Capítulo 1 | As coisas boas

 



 A maior parte das histórias de amor que eu conheci, foram ambientadas no passado. Era como se, no presente, ninguém mais falasse de amor. Paixão virou uma grande ficção, esqueceram que podemos gostar de alguém e que coisas bonitas existem pra quem sabe sonhar. Desde criança, eu sempre soube que a minha grande paixão era voar, que eu queria sentir o vento batendo no rosto e que eu queria sentir todas as coisas boas que o universo têm pra mim.

 — A Elisa vive no mundo da lua!

 Minha mãe dizia que eu vivia no mundo da lua. Enquanto as outras pessoas aceitavam suas realidades, eu sempre optei pela mudança, ter uma roupa para sair nunca foi suficiente, eu queria duas. Quem disse que eu teria que usar vestidos? Se eu quiser vestir um calção, isso não mudará quem eu sou.
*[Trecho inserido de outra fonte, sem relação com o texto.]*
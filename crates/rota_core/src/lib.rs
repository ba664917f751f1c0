//! Core domain logic for the staff rotation tracker.
//! This crate is the single source of truth for rotation invariants.

pub mod clock;
pub mod config;
pub mod db;
pub mod logging;
pub mod model;
pub mod repo;
pub mod rotation;
pub mod service;

pub use clock::{Clock, FixedClock, SystemClock};
pub use config::{CategoryConfig, ConfigError, RotaConfig};
pub use logging::{default_log_level, init_logging, logging_status};
pub use model::call_out::{CallOutReason, CallOutRequest, CalledOutShift, ResolvedCallOut};
pub use model::category::{Category, CategoryKey, CategoryKeyError};
pub use model::house::{House, Staff, StaffRole};
pub use model::person::{Person, PersonId, PersonPatch, PersonValidationError, ShiftStatus};
pub use model::record::{BiweeklyRecord, ShiftLog, PERIOD_LENGTH_DAYS};
pub use repo::rotation_repo::{RepoError, RepoResult, RotationRepository, SqliteRotationRepository};
pub use rotation::history::HistoryLog;
pub use rotation::ledger::{CallOutLedger, LedgerError, LedgerPolicy};
pub use rotation::roster::{Roster, RosterError, RosterResult};
pub use rotation::session::{RotationSession, RotationState};
pub use service::house_service::{
    HouseDirectory, HouseFilter, HouseListing, HouseSource, HouseSourceError, StaticHouseSource,
};
pub use service::rotation_service::{RotationService, ServiceError, ServiceResult};

/// Returns the core crate version.
pub fn core_version() -> &'static str {
    env!("CARGO_PKG_VERSION")
}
Penso que nasci para viver uma revolução, que eu preciso ir além daquelas montanhas no horizonte, eu quero explorar cada cantinho deste mundo, e enquanto eu não tomar as rédeas da minha vida, não estarei satisfeita.

 Eu amo a minha casa, gosto das pessoas que me cercam e da cidade pequena que eu moro. Porém, não acho satisfatório criar muros quando existe todo um universo acontecendo e me esperando ali além daquela esquina. Será que é tão difícil compreender que as razões nunca foram terceiros? Preciso saber o que eu quero. E o que eu sei é que quero ser a mulher incrível que eu nasci para ser. Não quero esperar por um príncipe encantado que vá trazer rosas. Quero plantar o meu próprio jardim.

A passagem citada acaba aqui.